_RAW DATA_.

··········

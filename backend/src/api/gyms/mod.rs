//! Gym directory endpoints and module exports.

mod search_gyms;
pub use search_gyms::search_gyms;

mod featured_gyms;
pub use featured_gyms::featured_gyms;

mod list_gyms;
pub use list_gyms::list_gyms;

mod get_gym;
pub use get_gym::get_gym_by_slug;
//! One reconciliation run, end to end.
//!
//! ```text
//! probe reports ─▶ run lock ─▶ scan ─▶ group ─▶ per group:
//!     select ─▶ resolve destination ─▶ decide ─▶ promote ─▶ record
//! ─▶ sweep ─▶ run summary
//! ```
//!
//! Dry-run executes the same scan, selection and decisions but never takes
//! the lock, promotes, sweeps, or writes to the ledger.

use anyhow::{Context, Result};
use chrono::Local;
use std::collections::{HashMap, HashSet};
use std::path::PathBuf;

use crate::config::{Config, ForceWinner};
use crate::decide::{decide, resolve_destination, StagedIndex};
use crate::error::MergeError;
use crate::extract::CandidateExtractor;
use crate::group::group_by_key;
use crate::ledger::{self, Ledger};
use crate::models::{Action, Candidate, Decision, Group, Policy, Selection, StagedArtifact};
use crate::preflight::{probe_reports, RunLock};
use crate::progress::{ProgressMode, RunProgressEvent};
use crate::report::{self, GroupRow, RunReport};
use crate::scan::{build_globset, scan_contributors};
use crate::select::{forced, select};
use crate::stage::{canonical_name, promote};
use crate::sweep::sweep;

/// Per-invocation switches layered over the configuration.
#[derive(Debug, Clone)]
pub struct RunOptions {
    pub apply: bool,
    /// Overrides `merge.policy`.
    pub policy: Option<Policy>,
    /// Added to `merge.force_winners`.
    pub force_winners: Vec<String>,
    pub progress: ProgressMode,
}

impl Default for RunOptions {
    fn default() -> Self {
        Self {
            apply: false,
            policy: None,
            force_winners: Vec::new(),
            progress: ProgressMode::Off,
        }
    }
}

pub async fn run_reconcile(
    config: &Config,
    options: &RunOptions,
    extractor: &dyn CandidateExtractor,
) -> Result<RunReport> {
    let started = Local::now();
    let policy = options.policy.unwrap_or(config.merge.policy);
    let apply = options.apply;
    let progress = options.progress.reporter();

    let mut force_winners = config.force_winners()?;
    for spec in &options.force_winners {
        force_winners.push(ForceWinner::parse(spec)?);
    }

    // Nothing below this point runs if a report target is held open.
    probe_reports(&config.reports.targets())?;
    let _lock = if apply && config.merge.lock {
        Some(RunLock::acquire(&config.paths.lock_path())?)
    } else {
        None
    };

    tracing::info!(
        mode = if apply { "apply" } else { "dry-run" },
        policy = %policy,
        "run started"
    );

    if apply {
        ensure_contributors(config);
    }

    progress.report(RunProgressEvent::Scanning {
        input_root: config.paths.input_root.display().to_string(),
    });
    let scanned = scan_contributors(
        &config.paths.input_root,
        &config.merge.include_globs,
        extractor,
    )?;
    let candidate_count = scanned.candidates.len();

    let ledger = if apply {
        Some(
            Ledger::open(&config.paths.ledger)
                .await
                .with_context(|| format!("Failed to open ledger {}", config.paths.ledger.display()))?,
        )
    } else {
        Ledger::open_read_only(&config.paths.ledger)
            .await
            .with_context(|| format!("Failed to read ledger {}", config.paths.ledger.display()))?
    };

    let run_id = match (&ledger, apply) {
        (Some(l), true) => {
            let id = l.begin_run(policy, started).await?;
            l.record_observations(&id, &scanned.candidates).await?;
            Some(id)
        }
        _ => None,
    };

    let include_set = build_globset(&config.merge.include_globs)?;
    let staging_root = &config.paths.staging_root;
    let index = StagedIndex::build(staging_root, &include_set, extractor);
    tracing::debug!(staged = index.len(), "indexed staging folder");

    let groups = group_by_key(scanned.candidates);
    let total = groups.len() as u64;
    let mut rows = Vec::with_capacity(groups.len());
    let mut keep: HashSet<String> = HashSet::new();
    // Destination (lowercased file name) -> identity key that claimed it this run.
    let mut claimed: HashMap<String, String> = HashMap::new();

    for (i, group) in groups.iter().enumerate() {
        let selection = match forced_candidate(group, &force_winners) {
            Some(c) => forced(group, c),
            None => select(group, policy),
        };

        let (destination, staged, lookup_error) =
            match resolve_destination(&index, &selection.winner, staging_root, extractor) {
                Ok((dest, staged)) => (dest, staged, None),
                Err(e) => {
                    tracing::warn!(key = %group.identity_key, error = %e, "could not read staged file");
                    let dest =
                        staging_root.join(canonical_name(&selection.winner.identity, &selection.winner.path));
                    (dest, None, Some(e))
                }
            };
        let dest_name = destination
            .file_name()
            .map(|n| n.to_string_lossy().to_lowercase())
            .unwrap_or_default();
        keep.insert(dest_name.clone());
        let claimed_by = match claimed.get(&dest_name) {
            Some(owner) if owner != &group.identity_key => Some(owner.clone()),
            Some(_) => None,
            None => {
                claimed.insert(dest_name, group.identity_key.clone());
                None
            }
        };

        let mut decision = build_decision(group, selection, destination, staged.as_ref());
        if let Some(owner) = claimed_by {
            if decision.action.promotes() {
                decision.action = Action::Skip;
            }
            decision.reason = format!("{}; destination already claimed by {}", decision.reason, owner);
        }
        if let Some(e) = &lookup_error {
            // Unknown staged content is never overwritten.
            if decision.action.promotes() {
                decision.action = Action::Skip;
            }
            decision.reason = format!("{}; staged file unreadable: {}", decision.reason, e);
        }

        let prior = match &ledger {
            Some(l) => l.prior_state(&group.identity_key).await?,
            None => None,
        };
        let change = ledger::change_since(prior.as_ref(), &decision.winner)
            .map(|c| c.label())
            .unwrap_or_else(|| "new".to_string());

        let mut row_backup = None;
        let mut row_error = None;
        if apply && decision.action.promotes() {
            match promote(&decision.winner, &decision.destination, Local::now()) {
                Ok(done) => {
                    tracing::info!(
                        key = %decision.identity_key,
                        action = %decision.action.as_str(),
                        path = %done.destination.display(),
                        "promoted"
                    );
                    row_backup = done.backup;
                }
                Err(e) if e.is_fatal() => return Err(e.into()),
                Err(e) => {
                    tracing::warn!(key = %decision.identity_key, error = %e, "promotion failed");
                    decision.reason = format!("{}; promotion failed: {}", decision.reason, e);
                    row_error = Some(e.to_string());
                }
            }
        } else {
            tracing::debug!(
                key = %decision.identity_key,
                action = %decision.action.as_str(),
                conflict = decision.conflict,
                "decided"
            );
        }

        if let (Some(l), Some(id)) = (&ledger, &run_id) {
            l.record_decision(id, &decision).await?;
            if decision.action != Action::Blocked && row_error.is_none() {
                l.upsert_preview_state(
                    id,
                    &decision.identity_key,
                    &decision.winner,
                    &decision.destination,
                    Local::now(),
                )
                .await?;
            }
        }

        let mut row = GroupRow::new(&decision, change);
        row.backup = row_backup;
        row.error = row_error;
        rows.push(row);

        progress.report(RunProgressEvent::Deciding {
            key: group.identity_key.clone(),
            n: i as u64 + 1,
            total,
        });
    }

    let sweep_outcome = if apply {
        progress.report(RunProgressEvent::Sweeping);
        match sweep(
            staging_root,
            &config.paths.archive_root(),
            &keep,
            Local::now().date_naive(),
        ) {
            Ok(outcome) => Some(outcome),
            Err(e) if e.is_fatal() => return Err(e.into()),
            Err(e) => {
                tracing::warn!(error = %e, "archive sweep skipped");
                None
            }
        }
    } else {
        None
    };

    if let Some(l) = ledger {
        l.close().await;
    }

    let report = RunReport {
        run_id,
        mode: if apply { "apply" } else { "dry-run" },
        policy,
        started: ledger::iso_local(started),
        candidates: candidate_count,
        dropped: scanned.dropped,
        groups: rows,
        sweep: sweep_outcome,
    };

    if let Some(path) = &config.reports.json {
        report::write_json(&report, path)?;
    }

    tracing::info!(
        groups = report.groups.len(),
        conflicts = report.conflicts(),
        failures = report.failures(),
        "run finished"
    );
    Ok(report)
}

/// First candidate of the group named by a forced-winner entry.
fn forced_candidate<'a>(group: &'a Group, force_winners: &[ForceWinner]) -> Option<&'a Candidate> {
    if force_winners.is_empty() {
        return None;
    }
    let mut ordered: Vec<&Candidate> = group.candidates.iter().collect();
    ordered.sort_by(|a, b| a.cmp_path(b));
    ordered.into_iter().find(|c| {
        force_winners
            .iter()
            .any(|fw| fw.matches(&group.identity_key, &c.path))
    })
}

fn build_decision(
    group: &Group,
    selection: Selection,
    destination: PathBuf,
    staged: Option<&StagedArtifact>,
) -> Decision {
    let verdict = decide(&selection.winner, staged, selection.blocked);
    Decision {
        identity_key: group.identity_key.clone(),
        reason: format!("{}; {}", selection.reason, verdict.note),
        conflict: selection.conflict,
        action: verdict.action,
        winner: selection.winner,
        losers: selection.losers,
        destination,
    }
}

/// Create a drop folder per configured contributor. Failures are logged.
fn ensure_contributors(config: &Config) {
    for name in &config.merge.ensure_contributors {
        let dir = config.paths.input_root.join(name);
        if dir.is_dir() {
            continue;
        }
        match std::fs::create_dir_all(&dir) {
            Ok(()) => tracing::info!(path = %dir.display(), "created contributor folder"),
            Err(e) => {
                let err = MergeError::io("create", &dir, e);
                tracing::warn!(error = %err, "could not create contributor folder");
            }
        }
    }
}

··········

_ASSIGNED TASK_. Report the number of lines in the entries above that include the word "promotion" and add nothing to it.

_RESULT_. 2